In the seven years since I re-entered academia, Medicare hasn’t been out of the spotlight for long, and we seem to be reaching a peak of panic, desperation and fake news about how Medicare works and how to bill correctly. For consumers, the well-meaning media incorrectly reports on this topic constantly. Its latest struggle seems to be the legalities around booking fees, saying such fees are purposely ‘hidden’ when in fact doctors can’t transmit these payments to Medicare. These articles simply confuse consumers further, so we create new problems instead of fixing them.

On the doctor side, ‘experts’ have sprung up everywhere, with increasing numbers of organisations self-declaring as medical billing experts.

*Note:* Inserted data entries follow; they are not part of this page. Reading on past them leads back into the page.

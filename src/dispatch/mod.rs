//! Message dispatch: pick a gateway, send, fail over once, alert on
//! sustained connection failures.

use std::sync::Arc;

use chrono::{DateTime, Utc};
use thiserror::Error;
use tracing::{debug, info, instrument, warn};

use crate::alert::{Alert, AlertNotifier};
use crate::cluster::{Gateway, Selector, Weighted};
use crate::config::Config;
use crate::protocol::{SendOutcome, Sentinels};
use crate::telemetry::counters;

/// Errors building a dispatcher.
#[derive(Debug, Error)]
pub enum DispatchError {
    #[error("no gateways configured")]
    NoGateways,
}

/// Sends messages through the configured gateways.
///
/// Shared by concurrent callers; each gateway's failure history is
/// serialized behind its own lock.
pub struct Dispatcher {
    gateways: Vec<Gateway>,
    selector: Box<dyn Selector>,
    notifier: Arc<dyn AlertNotifier>,
    sentinels: Arc<Sentinels>,
}

impl Dispatcher {
    /// Create a dispatcher with capacity-weighted selection.
    pub fn new(config: &Config, notifier: Arc<dyn AlertNotifier>) -> Result<Self, DispatchError> {
        let selector = Weighted::from_configs(&config.gateways);
        Self::with_selector(config, Box::new(selector), notifier)
    }

    /// Create a dispatcher with a custom selection strategy.
    pub fn with_selector(
        config: &Config,
        selector: Box<dyn Selector>,
        notifier: Arc<dyn AlertNotifier>,
    ) -> Result<Self, DispatchError> {
        if config.gateways.is_empty() {
            return Err(DispatchError::NoGateways);
        }

        let sentinels = Arc::new(Sentinels::new(
            config.responses.success.as_bytes(),
            config.responses.failure.as_bytes(),
        ));

        let gateways: Vec<Gateway> = config
            .gateways
            .iter()
            .enumerate()
            .map(|(index, gateway)| {
                Gateway::new(index, gateway, &config.alerting, sentinels.clone())
            })
            .collect();

        info!(
            gateways = gateways.len(),
            selector = selector.name(),
            notifier = notifier.name(),
            "dispatcher created"
        );

        Ok(Self {
            gateways,
            selector,
            notifier,
            sentinels,
        })
    }

    pub fn gateways(&self) -> &[Gateway] {
        &self.gateways
    }

    pub fn selector_name(&self) -> &'static str {
        self.selector.name()
    }

    pub fn sentinels(&self) -> &Sentinels {
        &self.sentinels
    }

    /// Send one message, failing over to a second gateway at most once.
    ///
    /// Always returns a response body: the success sentinel, or the
    /// failure sentinel of the last attempt.
    #[instrument(skip(self, message), fields(telephone = %telephone))]
    pub async fn dispatch(&self, telephone: &str, message: &str) -> Vec<u8> {
        let message = message.trim();

        let first = self.selector.select(None);
        let outcome = self.attempt(first, telephone, message).await;
        if outcome.success {
            counters::dispatch_completed("success");
            return outcome.response;
        }

        let second = self.selector.select(Some(first));
        let from = self.gateway(first).address();
        let to = self.gateway(second).address();
        info!(from = %from, to = %to, "failing over to alternate gateway");
        counters::failover(from, to);

        let outcome = self.attempt(second, telephone, message).await;
        counters::dispatch_completed(if outcome.success { "success" } else { "failed" });
        outcome.response
    }

    /// One attempt against one gateway, recording connection failures.
    async fn attempt(&self, index: usize, telephone: &str, message: &str) -> SendOutcome {
        let gateway = self.gateway(index);
        let outcome = gateway.client().send(telephone, message).await;

        if !outcome.success && outcome.alert_eligible {
            counters::connection_failure(gateway.address());
            let now = Utc::now();
            if gateway.record_connection_failure(now) {
                self.raise_alert(gateway, now).await;
            }
        }

        outcome
    }

    async fn raise_alert(&self, gateway: &Gateway, now: DateTime<Utc>) {
        let alert = Alert {
            gateway: gateway.address().to_string(),
            subject: gateway.alert_subject().to_string(),
            body: gateway.alert_body().to_string(),
            raised_at: now,
        };

        warn!(gateway = %alert.gateway, "sustained connection failures, raising alert");
        counters::alert_raised(&alert.gateway);

        let pending = PendingAlert::new(gateway, now);

        let delivered = match self.notifier.notify(&alert).await {
            Ok(()) => true,
            Err(e) => {
                warn!(
                    gateway = %alert.gateway,
                    notifier = self.notifier.name(),
                    error = %e,
                    "alert delivery failed"
                );
                false
            }
        };

        counters::alert_delivered(&alert.gateway, delivered);
        pending.complete(delivered);
    }

    // Out-of-range picks from a custom selector go to the first gateway.
    fn gateway(&self, index: usize) -> &Gateway {
        match self.gateways.get(index) {
            Some(gateway) => gateway,
            None => {
                debug!(index, "selector returned unknown gateway, using first");
                &self.gateways[0]
            }
        }
    }
}

/// Clears a gateway's pending alert even if the dispatch is dropped while
/// the notifier is awaited. An abandoned alert counts as undelivered.
struct PendingAlert<'a> {
    gateway: &'a Gateway,
    raised_at: DateTime<Utc>,
    completed: bool,
}

impl<'a> PendingAlert<'a> {
    fn new(gateway: &'a Gateway, raised_at: DateTime<Utc>) -> Self {
        Self {
            gateway,
            raised_at,
            completed: false,
        }
    }

    fn complete(mut self, delivered: bool) {
        self.gateway.complete_alert(delivered, self.raised_at);
        self.completed = true;
    }
}

impl Drop for PendingAlert<'_> {
    fn drop(&mut self) {
        if !self.completed {
            debug!(gateway = %self.gateway.address(), "alert abandoned before delivery");
            self.gateway.complete_alert(false, self.raised_at);
        }
    }
}

impl std::fmt::Debug for Dispatcher {
    fn fmt(&self, f: &mut std::fmt::Formatter<'_>) -> std::fmt::Result {
        f.debug_struct("Dispatcher")
            .field("gateways", &self.gateways)
            .field("selector", &self.selector.name())
            .field("notifier", &self.notifier.name())
            .finish()
    }
}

While not surprising, it is deeply troubling. There is no national curriculum on Medicare billing and never has been; even Medicare staff learn on the job. Medicare is a complex legal system with criminal sanctions for serious breaches, so perhaps a minimum qualification of a law degree is required by self-anointed experts?

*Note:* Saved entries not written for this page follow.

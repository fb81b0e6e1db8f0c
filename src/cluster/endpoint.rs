//! A configured gateway and its runtime failure state.

use std::sync::{Arc, Mutex, MutexGuard, PoisonError};

use chrono::{DateTime, Utc};
use tracing::debug;

use crate::config::{AlertingConfig, GatewayConfig};
use crate::protocol::{GatewayClient, Sentinels};

use super::failure::FailureTracker;

/// A physical SMS gateway.
pub struct Gateway {
    /// Position in the configured gateway list
    index: usize,

    /// Immutable descriptor
    config: GatewayConfig,

    /// Protocol client
    client: GatewayClient,

    /// Connection failure history and alert cooldown
    tracker: Mutex<FailureTracker>,
}

impl Gateway {
    /// Create a gateway with a fresh failure history.
    pub fn new(
        index: usize,
        config: &GatewayConfig,
        alerting: &AlertingConfig,
        sentinels: Arc<Sentinels>,
    ) -> Self {
        Self {
            index,
            config: config.clone(),
            client: GatewayClient::new(config, sentinels),
            tracker: Mutex::new(FailureTracker::new(
                alerting.history_len,
                alerting.check_period,
                alerting.cooldown,
            )),
        }
    }

    pub fn index(&self) -> usize {
        self.index
    }

    /// Gateway address (host:port).
    pub fn address(&self) -> &str {
        self.client.endpoint()
    }

    pub fn config(&self) -> &GatewayConfig {
        &self.config
    }

    pub fn client(&self) -> &GatewayClient {
        &self.client
    }

    /// Alert email subject for this gateway.
    pub fn alert_subject(&self) -> &str {
        &self.config.email_subject
    }

    /// Alert email body for this gateway.
    pub fn alert_body(&self) -> &str {
        &self.config.email_msg
    }

    // The tracker holds plain data that is never left half-updated, so a
    // poisoned lock is still usable.
    fn tracker(&self) -> MutexGuard<'_, FailureTracker> {
        self.tracker.lock().unwrap_or_else(PoisonError::into_inner)
    }

    /// Record a connection failure. Returns true if an alert is due.
    pub fn record_connection_failure(&self, now: DateTime<Utc>) -> bool {
        let should_alert = self.tracker().record_failure(now);
        debug!(
            gateway = %self.address(),
            should_alert,
            "connection failure recorded"
        );
        should_alert
    }

    /// Report whether the alert raised for this gateway was delivered.
    pub fn complete_alert(&self, delivered: bool, at: DateTime<Utc>) {
        self.tracker().alert_completed(delivered, at);
    }

    /// When the last alert for this gateway was delivered.
    pub fn last_alert_sent(&self) -> DateTime<Utc> {
        self.tracker().last_alert_sent()
    }

    /// Copy of the current failure state.
    pub fn tracker_snapshot(&self) -> FailureTracker {
        self.tracker().clone()
    }
}

impl std::fmt::Debug for Gateway {
    fn fmt(&self, f: &mut std::fmt::Formatter<'_>) -> std::fmt::Result {
        f.debug_struct("Gateway")
            .field("index", &self.index)
            .field("address", &self.address())
            .field("capacity", &self.config.capacity())
            .finish()
    }
}

#[cfg(test)]
mod tests {
    use super::*;
    use crate::cluster::failure::far_past;
    use std::time::Duration;

    fn gateway(history_len: usize) -> Gateway {
        let config = GatewayConfig {
            address: "127.0.0.1".to_string(),
            port: "10001".to_string(),
            password: "admin".to_string(),
            socket_timeout: "250".to_string(),
            number_of_sims: "8".to_string(),
            email_subject: "gw1 down".to_string(),
            email_msg: "gw1 unreachable".to_string(),
        };
        let alerting = AlertingConfig {
            history_len,
            ..Default::default()
        };
        Gateway::new(0, &config, &alerting, Arc::new(Sentinels::new("OK", "FAIL")))
    }

    #[test]
    fn test_gateway_from_config() {
        let gw = gateway(20);
        assert_eq!(gw.address(), "127.0.0.1:10001");
        assert_eq!(gw.client().timeout(), Duration::from_millis(250));
        assert_eq!(gw.alert_subject(), "gw1 down");
        assert_eq!(gw.last_alert_sent(), far_past());
        assert_eq!(gw.tracker_snapshot().history().len(), 20);
    }

    #[test]
    fn test_alert_cycle() {
        let gw = gateway(2);
        let now = Utc::now();

        assert!(!gw.record_connection_failure(now));
        assert!(!gw.record_connection_failure(now));
        assert!(gw.record_connection_failure(now));

        gw.complete_alert(true, now);
        assert_eq!(gw.last_alert_sent(), now);
        assert!(!gw.record_connection_failure(now));
    }

    #[test]
    fn test_concurrent_failures_all_recorded() {
        let gw = Arc::new(gateway(64));
        let now = Utc::now();

        let handles: Vec<_> = (0..8)
            .map(|_| {
                let gw = gw.clone();
                std::thread::spawn(move || {
                    for _ in 0..8 {
                        gw.record_connection_failure(now);
                    }
                })
            })
            .collect();
        for handle in handles {
            handle.join().unwrap();
        }

        let snapshot = gw.tracker_snapshot();
        let recorded = snapshot.history().slots().iter().filter(|at| **at == now).count();
        assert_eq!(recorded, 64);
    }
}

And obviously Medicare is not a medical system of human anatomy, pathology, diagnosis and treatment, so it can’t be a medical degree alone that would qualify you to understand its legal structure, administrative processes, rules and regulations. It’s just nonsense. A doctor can’t declare themselves an expert in pharmacology because they read the drug information leaflet or even regularly prescribe drug A?

Unfortunately, I don’t know the answers. With more than three decades of experience in processing Medicare bills across every medical specialty, over two decades practising law, over a decade of clinical experience and now close to the end of a seven-year PhD, I remain intensely uncomfortable with the word ‘expert’. The learning appears to never end! Just last week, I found a stunning, little, relatively-unheard piece of law, but it has a significant impact on doctor billing.

Public hospitals don’t need to reimburse private rebates when a patient’s status changes back to public. Who knew?!

Despite eschewing the term ‘expert’, I am regularly asked to provide education and training to doctors and hospital staff on medical billing. In this unregulated market I view it as a high-risk activity. Medicare cannot formally endorse any provider of medical billing education, but neither can they stop anyone from providing it. Anyone can currently write educational material on Medicare billing and ask Medicare if it is okay to distribute it. There is no law enabling Medicare to say ‘no’, so their response is always ‘yes’. So I exercise extreme caution when commenting on medical billing and stick tightly to law, facts and evidence.

We are experiencing constantly-changing Medicare rules and high scrutiny right now, and everyone seems to know someone being audited. While well-intended ‘experts’ may trade on an enticing promise that, if General Practitioners do what they’re told, they’ll make more money or pass an audit, it’s worth noting that just as every good doctor knows no two infections are the same, every good lawyer knows no two audits, investigations or cases are the same. Something that started as an audit can quickly turn into something more serious, just like a simple urinary infection can become sepsis.

There are no Medicare ‘experts’, so be careful out there dealing with them. Good luck.